━━ Records provided

/*
 * SPDX-FileCopyrightText: 2025 Sebastiano Vigna
 * SPDX-FileCopyrightText: 2025 Tommaso Fontana
 *
 * SPDX-License-Identifier: Apache-2.0 OR LGPL-2.1-or-later
 */

//! Graph loaders.
//!
//! Two on-disk formats are supported:
//!
//! * a *text* adjacency format: the literal token `AdjacencyGraph` (or
//!   `WeightedAdjacencyGraph`), the number of nodes *n*, the number of
//!   arcs *m*, then *n* offsets into the successor list, then *m*
//!   successor identifiers (followed by *m* integer weights in the
//!   weighted case);
//! * a *binary* three-file format: `<basename>.config` holds *n* in text,
//!   `<basename>.idx` holds *n* offsets as native-endian 64-bit words, and
//!   `<basename>.adj` holds the successors as 32-bit unsigned integers
//!   (*m* is implied by the file length, and `idx[n] = m` is implied).
//!   The two array files are memory-mapped.
//!
//! Both loaders validate sizes, ranges, and offset monotonicity, and
//! surface failures as [`anyhow`] errors with context; neither assumes the
//! successor lists on disk are sorted (the [`CsrGraph`] constructors
//! restore that invariant).

use crate::graph::CsrGraph;
use anyhow::{bail, ensure, Context, Result};
use dsi_progress_logger::prelude::*;
use mmap_rs::Mmap;
use std::path::{Path, PathBuf};

/// Reads a graph in the text adjacency format.
///
/// If `symmetric` is true the file is taken to already contain both
/// orientations of each edge, and a single adjacency side is built.
pub fn read_adjacency_graph(
    path: impl AsRef<Path>,
    symmetric: bool,
    pl: &mut impl ProgressLog,
) -> Result<CsrGraph> {
    let path = path.as_ref();
    let data = std::fs::read_to_string(path)
        .with_context(|| format!("Cannot read {}", path.display()))?;
    let mut tokens = data.split_ascii_whitespace();

    let header = tokens.next().context("Missing header token")?;
    let weighted = match header {
        "AdjacencyGraph" => false,
        "WeightedAdjacencyGraph" => true,
        _ => bail!(
            "Bad header {header:?}: expected \"AdjacencyGraph\" or \"WeightedAdjacencyGraph\""
        ),
    };
    let num_nodes: usize = tokens
        .next()
        .context("Missing number of nodes")?
        .parse()
        .context("Invalid number of nodes")?;
    let num_arcs: usize = tokens
        .next()
        .context("Missing number of arcs")?
        .parse()
        .context("Invalid number of arcs")?;

    pl.item_name("node");
    pl.expected_updates(Some(num_nodes));
    pl.start(format!("Reading {}...", path.display()));

    let mut offsets = Vec::with_capacity(num_nodes + 1);
    for node in 0..num_nodes {
        let offset: usize = tokens
            .next()
            .with_context(|| format!("Missing offset of node {node}"))?
            .parse()
            .with_context(|| format!("Invalid offset of node {node}"))?;
        ensure!(
            offset <= num_arcs,
            "Offset {offset} of node {node} beyond the number of arcs ({num_arcs})"
        );
        if let Some(&prev) = offsets.last() {
            ensure!(
                prev <= offset,
                "Offsets are not nondecreasing at node {node} ({prev} > {offset})"
            );
        }
        offsets.push(offset);
        pl.light_update();
    }
    offsets.push(num_arcs);

    let mut succ = Vec::with_capacity(num_arcs);
    for arc in 0..num_arcs {
        let dst: usize = tokens
            .next()
            .with_context(|| format!("Missing destination of arc {arc}"))?
            .parse()
            .with_context(|| format!("Invalid destination of arc {arc}"))?;
        ensure!(
            dst < num_nodes,
            "Destination {dst} of arc {arc} out of bounds for {num_nodes} nodes"
        );
        succ.push(dst);
    }

    let weights = if weighted {
        let mut weights = Vec::with_capacity(num_arcs);
        for arc in 0..num_arcs {
            let weight: i64 = tokens
                .next()
                .with_context(|| format!("Missing weight of arc {arc}"))?
                .parse()
                .with_context(|| format!("Invalid weight of arc {arc}"))?;
            weights.push(weight);
        }
        Some(weights)
    } else {
        None
    };
    ensure!(tokens.next().is_none(), "Trailing tokens after the arc data");

    pl.done();
    Ok(CsrGraph::from_csr(offsets, succ, weights, symmetric))
}

/// Memory-maps a file, or returns `None` for an empty one.
fn mmap_file(path: &Path) -> Result<Option<Mmap>> {
    let file_len = path
        .metadata()
        .with_context(|| format!("Cannot stat {}", path.display()))?
        .len();
    if file_len == 0 {
        return Ok(None);
    }
    let file = std::fs::File::open(path)
        .with_context(|| format!("Cannot open {}", path.display()))?;
    let mmap = unsafe {
        mmap_rs::MmapOptions::new(file_len as _)?
            .with_file(&file, 0)
            .map()
            .with_context(|| format!("Cannot mmap {} (size {file_len})", path.display()))?
    };
    Ok(Some(mmap))
}

/// Reads a graph in the binary three-file format.
pub fn read_binary_graph(
    basename: impl AsRef<Path>,
    symmetric: bool,
    pl: &mut impl ProgressLog,
) -> Result<CsrGraph> {
    let basename = basename.as_ref();
    let with_ext = |ext: &str| {
        let mut name = basename.as_os_str().to_owned();
        name.push(ext);
        PathBuf::from(name)
    };
    let config_path = with_ext(".config");
    let idx_path = with_ext(".idx");
    let adj_path = with_ext(".adj");

    let num_nodes: usize = std::fs::read_to_string(&config_path)
        .with_context(|| format!("Cannot read {}", config_path.display()))?
        .trim()
        .parse()
        .with_context(|| format!("Invalid number of nodes in {}", config_path.display()))?;

    pl.start(format!("Mapping {}...", basename.display()));

    let idx = mmap_file(&idx_path)?;
    let idx_bytes: &[u8] = idx.as_ref().map(|m| m.as_ref()).unwrap_or(&[]);
    ensure!(
        idx_bytes.len() == num_nodes * 8,
        "Index file {} has {} bytes, expected {} for {num_nodes} nodes",
        idx_path.display(),
        idx_bytes.len(),
        num_nodes * 8
    );

    let adj = mmap_file(&adj_path)?;
    let adj_bytes: &[u8] = adj.as_ref().map(|m| m.as_ref()).unwrap_or(&[]);
    ensure!(
        adj_bytes.len() % 4 == 0,
        "Adjacency file {} has {} bytes, not a multiple of 4",
        adj_path.display(),
        adj_bytes.len()
    );
    let num_arcs = adj_bytes.len() / 4;

    let mut offsets = Vec::with_capacity(num_nodes + 1);
    for (node, chunk) in idx_bytes.chunks_exact(8).enumerate() {
        let offset = u64::from_ne_bytes(chunk.try_into().unwrap()) as usize;
        ensure!(
            offset <= num_arcs,
            "Offset {offset} of node {node} beyond the number of arcs ({num_arcs})"
        );
        if let Some(&prev) = offsets.last() {
            ensure!(
                prev <= offset,
                "Offsets are not nondecreasing at node {node} ({prev} > {offset})"
            );
        }
        offsets.push(offset);
    }
    offsets.push(num_arcs);

    let mut succ = Vec::with_capacity(num_arcs);
    for (arc, chunk) in adj_bytes.chunks_exact(4).enumerate() {
        let dst = u32::from_ne_bytes(chunk.try_into().unwrap()) as usize;
        ensure!(
            dst < num_nodes,
            "Destination {dst} of arc {arc} out of bounds for {num_nodes} nodes"
        );
        succ.push(dst);
    }

    pl.done_with_count(num_nodes);
    Ok(CsrGraph::from_csr(offsets, succ, None, symmetric))
}

/// Reads a graph from `path`, dispatching on the format.
pub fn read_graph(
    path: impl AsRef<Path>,
    symmetric: bool,
    binary: bool,
    pl: &mut impl ProgressLog,
) -> Result<CsrGraph> {
    if binary {
        read_binary_graph(path, symmetric, pl)
    } else {
        read_adjacency_graph(path, symmetric, pl)
    }
}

━━━━

> What is required
Stop after the line containing "weights in the": print exactly the lines from the start of the entries above up to it, that line included.

> Response area
/*
 * SPDX-FileCopyrightText: 2025 Sebastiano Vigna
 * SPDX-FileCopyrightText: 2025 Tommaso Fontana
 *
 * SPDX-License-Identifier: Apache-2.0 OR LGPL-2.1-or-later
 */

//! Graph loaders.
//!
//! Two on-disk formats are supported:
//!
//! * a *text* adjacency format: the literal token `AdjacencyGraph` (or
//!   `WeightedAdjacencyGraph`), the number of nodes *n*, the number of
//!   arcs *m*, then *n* offsets into the successor list, then *m*
//!   successor identifiers (followed by *m* integer weights in the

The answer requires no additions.